Plano Collor: Retenção de Poupanças e Tabelamento
O plano
econômico (formalmente Plano Brasil Novo) atacou a hiperinflação com o
confisco temporário de ativos financeiros. [
- 16 de março de 1990: Assinatura
da Medida Provisória nº 168 (no dia seguinte à posse de Fernando Collor),
decretando o confisco e retenção das cadernetas de poupança e
contas correntes acima de 50.000 cruzados novos por 18 meses. [1, 2]
- 31 de janeiro de 1991:
Lançamento do Plano Collor II, que impôs um novo congelamento e
tabelamento estrito de preços e salários após o repique inflacionário.
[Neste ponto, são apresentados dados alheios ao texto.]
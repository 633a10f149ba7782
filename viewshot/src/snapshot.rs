// Copyright 2026 the Viewshot Authors
// SPDX-License-Identifier: Apache-2.0 OR MIT

use std::io::{Cursor, ErrorKind};
use std::path::{Path, PathBuf};

use image::ImageFormat;

use crate::store::{reference_key, sanitize_identifier};
use crate::{
    compare, diff_image, Capture, ComparisonResult, DirectoryStore, Error, PixelBuffer,
    ReferenceStore, Result, SnapshotConfig,
};

/// Suffixes for callers which keep a single set of reference images.
///
/// This is platform neutral. Callers which keep per-platform or per-scale references pass
/// their own suffixes, most specific first, usually ending with `""`.
pub const DEFAULT_SUFFIXES: &[&str] = &[""];

/// A successful snapshot verification.
#[derive(Debug, Clone, PartialEq)]
#[must_use]
pub enum Outcome {
    /// The candidate matched the reference under `suffix`.
    Matched {
        /// The first suffix whose reference matched.
        suffix: String,
        /// Statistics of the matching comparison.
        result: ComparisonResult,
    },
    /// The candidate was recorded as the new reference, without being compared.
    Recorded {
        /// The store key it was recorded under.
        key: String,
        /// Where it was stored.
        location: String,
    },
}

impl Outcome {
    /// Whether the outcome was produced by record mode.
    pub fn is_recorded(&self) -> bool {
        matches!(self, Self::Recorded { .. })
    }
}

/// Verifies rendered images against the references in a [`ReferenceStore`].
#[derive(Debug)]
pub struct Snapshotter<S = DirectoryStore> {
    store: S,
    config: SnapshotConfig,
}

impl Snapshotter<DirectoryStore> {
    /// Create a snapshotter reading references from `config.reference_root`.
    pub fn new(config: SnapshotConfig) -> Self {
        let store =
            DirectoryStore::new(config.reference_root.clone()).with_optimize(config.optimize);
        Self { store, config }
    }

    /// Create a snapshotter configured by the process environment.
    ///
    /// See [`SnapshotConfig::from_env`].
    pub fn from_env() -> Result<Self> {
        SnapshotConfig::from_env().map(Self::new)
    }
}

impl<S: ReferenceStore> Snapshotter<S> {
    /// Create a snapshotter backed by a custom store.
    ///
    /// `config.reference_root` is only used by [`DirectoryStore`], so is ignored here.
    pub fn with_store(store: S, config: SnapshotConfig) -> Self {
        Self { store, config }
    }

    /// The reference store.
    pub fn store(&self) -> &S {
        &self.store
    }

    /// The configuration.
    pub fn config(&self) -> &SnapshotConfig {
        &self.config
    }

    /// Capture `element` and verify it against the references for `identifier`.
    ///
    /// `suffixes` are tried in order, and the first reference which matches wins. In record
    /// mode, the capture is recorded under the first suffix instead of being compared.
    ///
    /// Fails with [`Error::EmptySuffixSet`] before capturing anything if `suffixes` is empty.
    /// If no suffix matches, the error from the most relevant attempt is returned: a read
    /// error is preferred over a mismatch, which is preferred over a missing reference.
    pub fn verify<C, T>(
        &mut self,
        element: &C,
        identifier: &str,
        suffixes: &[T],
    ) -> Result<Outcome>
    where
        C: Capture + ?Sized,
        T: AsRef<str>,
    {
        if suffixes.is_empty() {
            return Err(Error::EmptySuffixSet);
        }
        let candidate = element.capture().map_err(|source| Error::Capture {
            identifier: identifier.to_owned(),
            source,
        })?;
        self.verify_buffer(&candidate, identifier, suffixes)
    }

    /// Verify an already captured image; see [`verify`](Self::verify).
    pub fn verify_buffer<T: AsRef<str>>(
        &mut self,
        candidate: &PixelBuffer,
        identifier: &str,
        suffixes: &[T],
    ) -> Result<Outcome> {
        let Some(first_suffix) = suffixes.first() else {
            return Err(Error::EmptySuffixSet);
        };

        if self.config.record_mode.records(identifier) {
            return self.record(candidate, first_suffix.as_ref(), identifier);
        }

        let mut failure: Option<Error> = None;
        for suffix in suffixes {
            let suffix = suffix.as_ref();
            let key = reference_key(suffix, identifier);
            log::debug!("Comparing `{identifier}` against {}", self.store.location(&key));

            let error = match self.store.load(&key) {
                Ok(reference) => {
                    let result = compare(candidate, &reference, self.config.compare);
                    match result.check(identifier) {
                        Ok(()) => {
                            self.handle_success(suffix, identifier)?;
                            return Ok(Outcome::Matched {
                                suffix: suffix.to_owned(),
                                result,
                            });
                        }
                        Err(e) => {
                            log::warn!(
                                "Snapshot `{identifier}` with suffix `{suffix}`: {}",
                                result.summary()
                            );
                            self.handle_failure(candidate, &reference, suffix, identifier);
                            e
                        }
                    }
                }
                Err(e @ Error::ReferenceNotFound { .. }) => e,
                Err(e) => {
                    log::warn!("Snapshot `{identifier}` with suffix `{suffix}`: {e}");
                    e
                }
            };

            // Ties keep the earlier suffix's error.
            if failure
                .as_ref()
                .map_or(true, |kept| relevance(&error) > relevance(kept))
            {
                failure = Some(error);
            }
        }

        match failure {
            Some(Error::ReferenceNotFound { .. })
                if self.config.record_mode.records_missing(identifier) =>
            {
                self.record(candidate, first_suffix.as_ref(), identifier)
            }
            Some(error @ Error::ReferenceNotFound { .. }) => {
                self.handle_missing(candidate, first_suffix.as_ref(), identifier);
                Err(error)
            }
            Some(error) => Err(error),
            None => Err(Error::EmptySuffixSet),
        }
    }

    fn record(
        &mut self,
        candidate: &PixelBuffer,
        suffix: &str,
        identifier: &str,
    ) -> Result<Outcome> {
        let key = reference_key(suffix, identifier);
        self.store.record(&key, candidate)?;
        let location = self.store.location(&key);
        log::info!("Recorded snapshot `{identifier}` to {location}");
        Ok(Outcome::Recorded { key, location })
    }

    /// Remove stale failure artifacts from a previous run.
    fn handle_success(&self, suffix: &str, identifier: &str) -> Result<()> {
        let Some(diff_dir) = &self.config.diff_dir else {
            return Ok(());
        };
        for path in artifact_paths(diff_dir, suffix, identifier) {
            match std::fs::remove_file(&path) {
                Ok(()) => (),
                Err(e) if e.kind() == ErrorKind::NotFound => (),
                Err(e) => return Err(Error::storage_write_at(identifier, &path, e)),
            }
        }
        Ok(())
    }

    /// Write the candidate for a snapshot without any reference, so it can be promoted.
    ///
    /// Errors writing the candidate are only logged.
    fn handle_missing(&self, candidate: &PixelBuffer, suffix: &str, identifier: &str) {
        let Some(diff_dir) = &self.config.diff_dir else {
            return;
        };
        let [candidate_path, _] = artifact_paths(diff_dir, suffix, identifier);
        let written = std::fs::create_dir_all(diff_dir)
            .map_err(|e| Error::storage_write_at(identifier, diff_dir, e))
            .and_then(|()| write_png(identifier, &candidate_path, candidate));
        match written {
            Ok(()) => log::warn!(
                "Couldn't find a reference for snapshot `{identifier}`\n\
                Test result written to {}\n\
                Use `{}={identifier}` to record it",
                candidate_path.display(),
                crate::RECORD_VAR
            ),
            Err(e) => log::error!("Couldn't write result for `{identifier}`: {e}"),
        }
    }

    /// Write the candidate and a diff image next to each other, for inspection.
    ///
    /// Errors writing the artifacts are only logged.
    fn handle_failure(
        &self,
        candidate: &PixelBuffer,
        reference: &PixelBuffer,
        suffix: &str,
        identifier: &str,
    ) {
        let Some(diff_dir) = &self.config.diff_dir else {
            return;
        };
        let [candidate_path, diff_path] = artifact_paths(diff_dir, suffix, identifier);
        let diff = diff_image(candidate, reference, self.config.compare.channel_threshold);
        let written = std::fs::create_dir_all(diff_dir)
            .map_err(|e| Error::storage_write_at(identifier, diff_dir, e))
            .and_then(|()| write_png(identifier, &candidate_path, candidate))
            .and_then(|()| write_diff(identifier, &diff_path, &diff));
        match written {
            Ok(()) => log::warn!(
                "Wrote result for failing snapshot `{identifier}` to {}\n\
                Use `{}={identifier}` to update",
                candidate_path.display(),
                crate::RECORD_VAR
            ),
            Err(e) => log::error!("Couldn't write failure artifacts for `{identifier}`: {e}"),
        }
    }
}

/// How much an error from one suffix says about why verification failed.
fn relevance(error: &Error) -> u8 {
    match error {
        Error::ReferenceNotFound { .. } => 0,
        Error::Mismatch { .. } | Error::DimensionMismatch { .. } => 1,
        _ => 2,
    }
}

/// Paths of the candidate and diff images written when a comparison fails.
///
/// The suffix is separated by `@`, which [`sanitize_identifier`] never produces, so distinct
/// identifier and suffix pairs can't share files.
fn artifact_paths(diff_dir: &Path, suffix: &str, identifier: &str) -> [PathBuf; 2] {
    let identifier = sanitize_identifier(identifier);
    let stem = if suffix.is_empty() {
        identifier
    } else {
        format!("{identifier}@{}", sanitize_identifier(suffix))
    };
    [
        diff_dir.join(format!("{stem}.new.png")),
        diff_dir.join(format!("{stem}.diff.png")),
    ]
}

fn write_png(key: &str, path: &Path, image: &PixelBuffer) -> Result<()> {
    let data = image
        .to_png()
        .map_err(|e| Error::storage_write_at(key, path, e))?;
    std::fs::write(path, data).map_err(|e| Error::storage_write_at(key, path, e))
}

fn write_diff(key: &str, path: &Path, diff: &image::RgbaImage) -> Result<()> {
    let mut data = Vec::new();
    diff.write_to(&mut Cursor::new(&mut data), ImageFormat::Png)
        .map_err(|e| Error::storage_write_at(key, path, e))?;
    std::fs::write(path, data).map_err(|e| Error::storage_write_at(key, path, e))
}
Plano Real (Governo Itamar Franco)
A
estratégia de estabilização monetária definitiva foi dividida e executada em
três fases sucessivas ao longo de pouco mais de um ano.
- 14 de junho de 1993:
Lançamento do Programa de Ação Imediata (PAI), focado no ajuste fiscal
profundo (Fase 1).
- 1 de março de 1994:
Entrada em vigor da URV (Unidade Real de Valor), uma moeda virtual
indexadora de transações diárias (Fase 2).
- 1 de julho de 1994:
Lançamento oficial do Real (R$) como a nova moeda nacional em
substituição ao Cruzeiro Real (Fase 3).
Tripé Macroeconômico (Armínio Fraga / Governo FHC)
O arranjo
econômico que vigora até os dias atuais substituiu o regime de bandas cambiais
fixas após o agravamento de crises cambiais internacionais.
- Janeiro de 1999: O
Banco Central abandona o câmbio fixo e adota o Câmbio Flutuante
após forte desvalorização do Real.
- 4 de março de 1999:
Armínio Fraga assume a presidência do Banco Central para estruturar e
consolidar o modelo econômico.
- 21 de junho de 1999:
Assinatura do Decreto nº 3.088, que regulamentou formalmente a implantação
do sistema de Metas de Inflação no país, fechando os três pilares
junto às metas de Superávit Primário.